#### Exercise goal:
Reproduce word for word, from the entries below, the line with "if byte == b'\n'", the line with "of the input.", and every line between them, and nothing more.

#### Source information:

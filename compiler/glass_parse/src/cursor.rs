//! Byte cursor over Glass source text.
//!
//! Glass is byte-oriented: every command is one ASCII character and string
//! literals are raw bytes. The cursor tracks the 1-based line and column of
//! the next byte so each command can record where it was written.

use glass_ir::{Name, SourceLoc};

pub(crate) struct Cursor<'a> {
    bytes: &'a [u8],
    file: Name,
    pos: usize,
    line: u32,
    col: u32,
}

impl<'a> Cursor<'a> {
    pub(crate) fn new(file: Name, source: &'a str) -> Self {
        Cursor {
            bytes: source.as_bytes(),
            file,
            pos: 0,
            line: 1,
            col: 1,
        }
    }

    /// Location of the next byte.
    pub(crate) fn loc(&self) -> SourceLoc {
        SourceLoc::new(self.file.clone(), self.line, self.col)
    }

    #[inline]
    pub(crate) fn peek(&self) -> Option<u8> {
        self.bytes.get(self.pos).copied()
    }

    #[inline]
    pub(crate) fn is_eof(&self) -> bool {
        self.pos >= self.bytes.len()
    }

    /// Consume one byte.
    pub(crate) fn bump(&mut self) -> Option<u8> {
        let byte = self.peek()?;
        self.pos += 1;
        if byte == b'\n' {
            self.line += 1;
            self.col = 1;
        } else {
            self.col += 1;
        }
        Some(byte)
    }

    /// Skip whitespace and `'...'` comments.
    ///
    /// An unterminated comment runs to the end of the input.
    pub(crate) fn skip_trivia(&mut self) {
        while let Some(byte) = self.peek() {
            if byte == b'\'' {
                self.bump();
                while let Some(inner) = self.bump() {
                    if inner == b'\'' {
                        break;
                    }
                }
            } else if byte.is_ascii_whitespace() {
                self.bump();
            } else {
                break;
            }
        }
    }
}
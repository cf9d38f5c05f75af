//! RAII guard for call frames.
//!
//! The guard holds `&mut Interpreter` and derefs to it, so a method body
//! runs through the guard like through the interpreter itself. Dropping the
//! guard pops the frame, whether the body returned, failed, or panicked.
//! A frame left behind would keep its instances alive as collector roots.

use std::ops::{Deref, DerefMut};

use super::Interpreter;
use crate::environment::Frame;
use crate::EvalResult;

pub struct FramedInterpreter<'guard, 'p> {
    interpreter: &'guard mut Interpreter<'p>,
}

impl Drop for FramedInterpreter<'_, '_> {
    fn drop(&mut self) {
        self.interpreter.env.pop_frame();
    }
}

impl<'p> Deref for FramedInterpreter<'_, 'p> {
    type Target = Interpreter<'p>;

    fn deref(&self) -> &Self::Target {
        self.interpreter
    }
}

impl DerefMut for FramedInterpreter<'_, '_> {
    fn deref_mut(&mut self) -> &mut Self::Target {
        self.interpreter
    }
}

impl<'p> Interpreter<'p> {
    /// Push `frame` and return a guard that pops it on drop.
    ///
    /// Fails without pushing when the configured call depth is reached.
    pub fn framed(&mut self, frame: Frame) -> EvalResult<FramedInterpreter<'_, 'p>> {
        self.env.push_frame(frame)?;
        Ok(FramedInterpreter { interpreter: self })
    }
}
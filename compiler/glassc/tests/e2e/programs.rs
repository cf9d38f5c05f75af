//! Complete programs and their output.

use glassc::RunOptions;
use pretty_assertions::assert_eq;

use crate::common::{run, Project};

#[test]
fn hello_world() {
    let source = r#"
        'Prints a greeting.'
        {M[m(_o)O!"Hello, World!\n"(_o)o.?]}
    "#;
    assert_eq!(run(source).ok(), "Hello, World!\n");
}

#[test]
fn factorial_by_loop() {
    let source = "
        {M[m
            (_a)A!(_o)O!
            <1>(_r)=<5>(_n)=
            /(_n)
                (_r)*(_n)*(_a)m.?(_r)=
                (_n)*<1>(_a)s.?(_n)=
            \\
            (_r)*(_o)(on).?
        ]}";
    assert_eq!(run(source).ok(), "120");
}

#[test]
fn factorial_by_recursion() {
    // (N) counts down; each level multiplies the value the deeper call left.
    let source = "
        {(Fact)
            [(f)
                (_a)A!
                (N)*(_n)=
                <1>(_r)=
                (N)*<1>(_a)(gt).?(_more)=
                /(_more)
                    (N)*<1>(_a)s.?(N)=
                    (_s)$(_s)f.?
                    (_r)=
                    (_r)*(_n)*(_a)m.?(_r)=
                    <0>(_more)=
                \\
                (_r)*
            ]
        }
        {M[m(_f)(Fact)!<6>(N)=(_f)f.?(_o)O!(_o)(on).?]}";
    assert_eq!(run(source).ok(), "720");
}

#[test]
fn reverse_a_string() {
    let source = r#"
        {M[m
            (_a)A!(_s)S!(_o)O!
            "abc"(_t)=
            (_t)*(_s)l.?(_i)=
            /(_i)
                (_i)*<1>(_a)s.?(_i)=
                (_t)*(_i)*(_s)i.?(_o)o.?
            \
        ]}"#;
    assert_eq!(run(source).ok(), "cba");
}

#[test]
fn split_and_rejoin() {
    let source = r#"
        {M[m
            (_s)S!(_o)O!
            "hello world"<5>(_s)d.?
            (_tail)=(_head)=
            (_tail)*(_head)*(_s)a.?(_o)o.?
        ]}"#;
    assert_eq!(run(source).ok(), " worldhello");
}

#[test]
fn character_codes_round_trip() {
    let source = r#"
        {M[m
            (_a)A!(_s)S!(_o)O!
            "a"(_s)(sn).?<1>(_a)a.?(_s)(ns).?(_o)o.?
        ]}"#;
    assert_eq!(run(source).ok(), "b");
}

#[test]
fn echo_standard_input() {
    let source = r#"
        {M[m
            (_i)I!(_o)O!
            (_i)e.?(_a)A!<0>(_a)e.?(_go)=
            /(_go)
                (_i)l.?(_o)o.?
                (_i)e.?<0>(_a)e.?(_go)=
            \
        ]}"#;
    let out = Project::new()
        .file("echo.glass", source)
        .run_with(&RunOptions::default(), "one\ntwo\n")
        .ok();
    assert_eq!(out, "one\ntwo\n");
}

#[test]
fn program_arguments() {
    let source = r#"
        {M[m
            (_i)I!(_o)O!
            (_i)(ac).?(_o)(on).?
            (_i)a.?(_o)o.?
            (_i)a.?(_o)o.?
        ]}"#;
    let options = RunOptions {
        args: vec![b"x".to_vec(), b"y".to_vec()],
        ..RunOptions::default()
    };
    let out = Project::new()
        .file("args.glass", source)
        .run_with(&options, "")
        .ok();
    assert_eq!(out, "2xy");
}

#[test]
fn classes_span_files() {
    let project = Project::new()
        .file(
            "greeter.glass",
            r#"{(Greeter)[(c__)"Hi, "(prefix)=][(greet)(_o)O!(prefix)*(_o)o.?(_o)o.?]}"#,
        )
        .file(
            "main.glass",
            r#"{M[m(_g)(Greeter)!"Glass"(_g)(greet).?]}"#,
        );
    assert_eq!(project.run().ok(), "Hi, Glass");
}

#[test]
fn inheritance_and_overriding() {
    let source = r#"
        {(Animal)
            [(speak)(_o)O!"..."(_o)o.?]
            [(intro)(_o)O!"I say "(_o)o.?(_s)$(_s)(speak).?]
        }
        {(Dog)(Animal)[(speak)(_o)O!"woof"(_o)o.?]}
        {M[m(_d)(Dog)!(_d)(intro).?(_a)(Animal)!(_a)(speak).?]}
    "#;
    assert_eq!(run(source).ok(), "I say woof...");
}

#[test]
fn earlier_parents_win() {
    let source = r#"
        {L[(who)(_o)O!"L"(_o)o.?]}
        {R[(who)(_o)O!"R"(_o)o.?][(only)(_o)O!"r"(_o)o.?]}
        {C L R}
        {M[m(_c)C!(_c)(who).?(_c)(only).?]}
    "#;
    assert_eq!(run(source).ok(), "Lr");
}

#[test]
fn counters_keep_separate_fields() {
    let source = r#"
        {(Counter)
            [(c__)<0>(count)=]
            [(tick)(_a)A!(count)*<1>(_a)a.?(count)=]
            [(show)(_o)O!(count)*(_o)(on).?]
        }
        {M[m
            (_x)(Counter)!(_y)(Counter)!
            (_x)(tick).?(_x)(tick).?(_x)(tick).?(_y)(tick).?
            (_x)(show).?(_y)(show).?
        ]}"#;
    assert_eq!(run(source).ok(), "31");
}

#[test]
fn fresh_variables_hold_values() {
    let source = r#"
        {M[m
            (_v)V!(_o)O!
            (_v)n.?(_name)=
            "kept"(_name)*=
            (_name)**(_o)o.?
            (_name)*(_v)d.?
        ]}"#;
    assert_eq!(run(source).ok(), "kept");
}

#[test]
fn garbage_is_reclaimed_during_a_long_run() {
    let source = "
        {(Node)[(link)(next)=]}
        {M[m
            (_a)A!<200>(_i)=
            /(_i)
                (_p)(Node)!(_q)(Node)!
                (_q)*(_p)(link).?
                (_p)*(_q)(link).?
                (_i)*<1>(_a)s.?(_i)=
            \\
        ]}";
    let options = RunOptions {
        heap_capacity: 8,
        ..RunOptions::default()
    };
    let stats = Project::new()
        .file("gc.glass", source)
        .run_with(&options, "")
        .result
        .unwrap();
    assert!(stats.collections > 10, "{stats:?}");
    assert!(stats.capacity <= 16, "{stats:?}");
}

#### Finished task:
        if byte == b'\n' {
            self.line += 1;
            self.col = 1;
        } else {
            self.col += 1;
        }
        Some(byte)
    }

    /// Skip whitespace and `'...'` comments.
    ///
    /// An unterminated comment runs to the end of the input.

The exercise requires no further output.